RECORDS TO USE ->
....

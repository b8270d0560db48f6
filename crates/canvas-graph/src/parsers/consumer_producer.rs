//! Static references between modules.

use super::add_dependency;
use crate::builder::GraphBuilder;
use canvas_core::{
    dependency_type_for_kind, ConsumerProducerEntry, DependencyType, IntegrationServiceApiEntry,
    LogType, Result,
};

/// Turns every consumer/producer reference into a `calls` edge, folding
/// references between the same pair of modules into one edge.
///
/// Runtime references pick up their call volume from the first service API
/// row whose endpoint matches the reference name.
pub fn parse_consumer_producer(
    builder: &mut GraphBuilder,
    entries: &[ConsumerProducerEntry],
    service_apis: &[IntegrationServiceApiEntry],
) -> Result<()> {
    for entry in entries {
        let producer = builder.get_application_and_module(
            &entry.prod_application,
            &entry.prod_module,
            None,
            None,
        )?;
        let consumer = builder.get_application_and_module(
            &entry.cons_application,
            &entry.cons_module,
            None,
            None,
        )?;

        let dependency_type = dependency_type_for_kind(&entry.reference_kind)?;
        let nr_calls = (dependency_type == DependencyType::Runtime).then(|| {
            service_apis
                .iter()
                .filter(|e| e.logtype == LogType::ServiceApi)
                .find(|e| e.endpoint_and_method == entry.reference_name)
                .map_or(0, |e| e.count)
        });

        add_dependency(
            builder,
            &consumer,
            &producer,
            &entry.reference_kind,
            &entry.reference_name,
            dependency_type,
            nr_calls,
        );
    }

    for edge in builder.parts_mut().dependency_edges.iter_mut() {
        edge.dedup_dependency_types();
    }
    Ok(())
}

....

ACTIVITY -> Please print the full listing shown above, exactly as it appears.

EXERCISE ANSWER ->
repository b8270d0560db48f6
filename crates/canvas-graph/src/parsers/consumer_producer.rs
//! Static references between modules.

use super::add_dependency;
use crate::builder::GraphBuilder;
use canvas_core::{
    dependency_type_for_kind, ConsumerProducerEntry, DependencyType, IntegrationServiceApiEntry,
    LogType, Result,
};

/// Turns every consumer/producer reference into a `calls` edge, folding
/// references between the same pair of modules into one edge.
///
/// Runtime references pick up their call volume from the first service API
/// row whose endpoint matches the reference name.
pub fn parse_consumer_producer(
    builder: &mut GraphBuilder,
    entries: &[ConsumerProducerEntry],
    service_apis: &[IntegrationServiceApiEntry],
) -> Result<()> {
    for entry in entries {
        let producer = builder.get_application_and_module(
            &entry.prod_application,
            &entry.prod_module,
            None,
            None,
        )?;
        let consumer = builder.get_application_and_module(
            &entry.cons_application,
            &entry.cons_module,
            None,
            None,
        )?;

        let dependency_type = dependency_type_for_kind(&entry.reference_kind)?;
        let nr_calls = (dependency_type == DependencyType::Runtime).then(|| {
            service_apis
                .iter()
                .filter(|e| e.logtype == LogType::ServiceApi)
                .find(|e| e.endpoint_and_method == entry.reference_name)
                .map_or(0, |e| e.count)
        });

        add_dependency(
            builder,
            &consumer,
            &producer,
            &entry.reference_kind,
            &entry.reference_name,
            dependency_type,
            nr_calls,
        );
    }

    for edge in builder.parts_mut().dependency_edges.iter_mut() {
        edge.dedup_dependency_types();
    }
    Ok(())
}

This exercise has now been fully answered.